Os indicadores do emprego na indústria brasileira continuam em queda, resultando em uma perda de 1,8% entre janeiro e julho deste ano. Entre junho e julho, a queda foi de 0,2%, a sexta taxa negativa consecutiva. Segundo o Instituto Brasileiro de Geografia e Estatística (IBGE), responsável pela divulgação das taxas nesta quarta-feira, os resultados refletem o fraco desempenho da produção industrial em todos os indicadores neste ano.

Em relação a julho de 2002, o número de demissões no setor industrial superou o de admissões em 10 das 14 regiões pesquisadas. A taxa ficou em -1,2%. Rio Grande do Sul (-4,8%) registrou a queda mais acentuada em conseqüência do corte de pessoal na indústria de calçados e couros (-9,3%).

A segunda maior pressão negativa veio de São Paulo (-1,3%), onde as maiores demissões ocorreram nos setores de minerais não-metálicos, máquinas e equipamentos eletro-eletrônicos e de comunicações e papel e gráfica. Na contramão da tendência geral, as áreas que ampliaram o emprego foram região Norte e Centro-Oeste (4,8%), Paraná (2,9%), Santa Catarina (2,2%) e Pernambuco (0,9%).

Ainda de acordo com o IBGE, em nível nacional, o principal impacto negativo para a redução no emprego, em relação a julho de 2002, foi o corte de pessoal observado no setor de fabricação de outros produtos da indústria de transformação (-8,2%), seguido pelas indústrias têxtil (-5,8%) e de minerais não metálicos (-6,2%).

De janeiro a julho deste ano, na comparação com igual período do ano passado, a queda acumulada é de 0,3%, reflexo, segundo o IBGE, da queda em 10 regiões e em 10 ramos industriais. Os destaques foram na fabricação de outros da indústria de transformação (-8,7%), minerais não-metálicos (-5,1%) e têxtil (-3,3%).

Em relação à folha de pagamento, a pesquisa do IBGE mostra que a indústria brasileira ampliou, pela segunda vez consecutiva, o valor real dos salários pagos aos seus trabalhadores.
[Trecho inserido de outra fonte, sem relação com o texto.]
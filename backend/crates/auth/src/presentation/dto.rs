//! API DTOs (Data Transfer Objects)

use chrono::{DateTime, Utc};
use serde::{Deserialize, Serialize};
use serde_json::{Map, Value};

use crate::application::SignedIn;
use crate::domain::entity::{AdminActivityLog, User, UserPreferences};
use crate::domain::repository::{UserListFilter, UserPage};
use crate::domain::value_object::user_role::UserRole;

pub const TOKEN_TYPE: &str = "bearer";

// ============================================================================
// Auth
// ============================================================================

#[derive(Debug, Clone, Deserialize)]
pub struct RegisterRequest {
    pub username: String,
    pub email: String,
    pub password: String,
    pub display_name: Option<String>,
    pub language: Option<String>,
}

#[derive(Debug, Clone, Deserialize)]
pub struct LoginRequest {
    pub email: String,
    pub password: String,
}

/// Body of register, login and refresh responses
#[derive(Debug, Clone, Serialize)]
pub struct TokenResponse {
    pub access_token: String,
    pub refresh_token: String,
    pub token_type: &'static str,
    /// Access token lifetime in seconds
    pub expires_in: i64,
    pub user: UserResponse,
}

impl From<SignedIn> for TokenResponse {
    fn from(signed_in: SignedIn) -> Self {
        Self {
            access_token: signed_in.tokens.access_token,
            refresh_token: signed_in.tokens.refresh_token,
            token_type: TOKEN_TYPE,
            expires_in: signed_in.tokens.expires_in,
            user: signed_in.user.into(),
        }
    }
}

// ============================================================================
// Profile
// ============================================================================

/// Public view of a user. Never carries the password hash.
#[derive(Debug, Clone, Serialize)]
pub struct UserResponse {
    pub id: String,
    pub username: String,
    pub email: String,
    pub display_name: Option<String>,
    pub avatar_url: Option<String>,
    pub bio: Option<String>,
    pub role: UserRole,
    pub steam_id: Option<String>,
    pub preferences: UserPreferences,
    pub is_active: bool,
    pub is_verified: bool,
    pub created_at: DateTime<Utc>,
    pub last_login: Option<DateTime<Utc>>,
    pub login_count: i64,
}

impl From<User> for UserResponse {
    fn from(user: User) -> Self {
        Self {
            id: user.id.to_string(),
            username: user.username.as_str().to_string(),
            email: user.email.as_str().to_string(),
            display_name: user.display_name,
            avatar_url: user.avatar_url,
            bio: user.bio,
            role: user.role,
            steam_id: user.steam_id,
            preferences: user.preferences,
            is_active: user.is_active,
            is_verified: user.is_verified,
            created_at: user.created_at,
            last_login: user.last_login,
            login_count: user.login_count,
        }
    }
}

#[derive(Debug, Clone, Default, Deserialize)]
pub struct UpdateProfileRequest {
    pub display_name: Option<String>,
    pub bio: Option<String>,
    pub avatar_url: Option<String>,
    pub preferences: Option<UserPreferences>,
}

// ============================================================================
// Admin
// ============================================================================

#[derive(Debug, Clone, Deserialize)]
pub struct RoleUpdateRequest {
    /// Parsed strictly; an unknown role is a 400
    pub role: String,
}

#[derive(Debug, Clone, Deserialize)]
pub struct StatusUpdateRequest {
    pub is_active: bool,
    pub reason: Option<String>,
}

#[derive(Debug, Clone, Serialize)]
pub struct ActionResponse {
    pub success: bool,
    pub message: String,
}

impl ActionResponse {
    pub fn ok(message: impl Into<String>) -> Self {
        Self {
            success: true,
            message: message.into(),
        }
    }
}

/// `GET /admin/users` query string; omitted criteria match everything
#[derive(Debug, Clone, Default, Deserialize)]
pub struct UserListQuery {
    pub role: Option<String>,
    pub is_active: Option<bool>,
    pub search: Option<String>,
    pub page: Option<u32>,
    pub limit: Option<u32>,
}

#[derive(Debug, Clone, Serialize)]
pub struct UserListResponse {
    pub users: Vec<UserResponse>,
    pub total_count: u64,
    pub page: u32,
    pub limit: u32,
    pub total_pages: u64,
}

impl UserListResponse {
    pub fn new(page: UserPage, filter: &UserListFilter) -> Self {
        let limit = u64::from(filter.limit.max(1));
        Self {
            users: page.users.into_iter().map(Into::into).collect(),
            total_count: page.total_count,
            page: filter.page,
            limit: filter.limit,
            total_pages: page.total_count.div_ceil(limit),
        }
    }
}

#[derive(Debug, Clone, Default, Deserialize)]
pub struct ActivityLogsQuery {
    pub limit: Option<u32>,
}

#[derive(Debug, Clone, Serialize)]
pub struct ActivityLogResponse {
    pub id: String,
    pub admin_user_id: String,
    pub admin_username: String,
    pub action: String,
    pub target_type: String,
    pub target_id: String,
    pub details: Map<String, Value>,
    pub ip_address: Option<String>,
    pub user_agent: Option<String>,
    pub created_at: DateTime<Utc>,
}

impl From<AdminActivityLog> for ActivityLogResponse {
    fn from(entry: AdminActivityLog) -> Self {
        Self {
            id: entry.id.to_string(),
            admin_user_id: entry.admin_user_id.to_string(),
            admin_username: entry.admin_username,
            action: entry.action,
            target_type: entry.target_type,
            target_id: entry.target_id,
            details: entry.details,
            ip_address: entry.ip_address,
            user_agent: entry.user_agent,
            created_at: entry.created_at,
        }
    }
}

#[derive(Debug, Clone, Serialize)]
pub struct ActivityLogsResponse {
    pub logs: Vec<ActivityLogResponse>,
    pub total_count: usize,
}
A expansão entre junho e julho foi de 0,4%, influenciada, segundo o Instituto, pela desaceleração dos índices de preços.

Apesar da leve recuperação da renda em julho, o número total de horas pagas na indústria sofreu uma retração de 1,0% em relação ao mês anterior, atribuída pelo IBGE à recessão generalizada no setor. Foi a quinta queda consecutiva nesse tipo de comparação. Em relação a julho de 2002, houve queda de 1,6%.

Em relação a julho de 2002, 13 dos 14 locais pesquisados reduziram a folha de pagamento. A perda real foi de -3,4%, puxada pelas indústrias da Bahia (-10,7%) e Rio de Janeiro (-8,9%). No entanto, segundo o IBGE, foram as indústrias de São Paulo (-3,0%), o maior parque nacional, e, conseqüentemente da região Sudeste (-3,7%), que responderam pelas contribuições de maior impacto na formação da taxa global.

No indicador acumulado no ano, apenas as indústrias da região Norte e Centro-Oeste (3,0%) elevaram o total da folha de pagamento de seus empregados. As maiores perdas foram observadas no Rio de Janeiro (-11,4%) e na Bahia (-10,1%).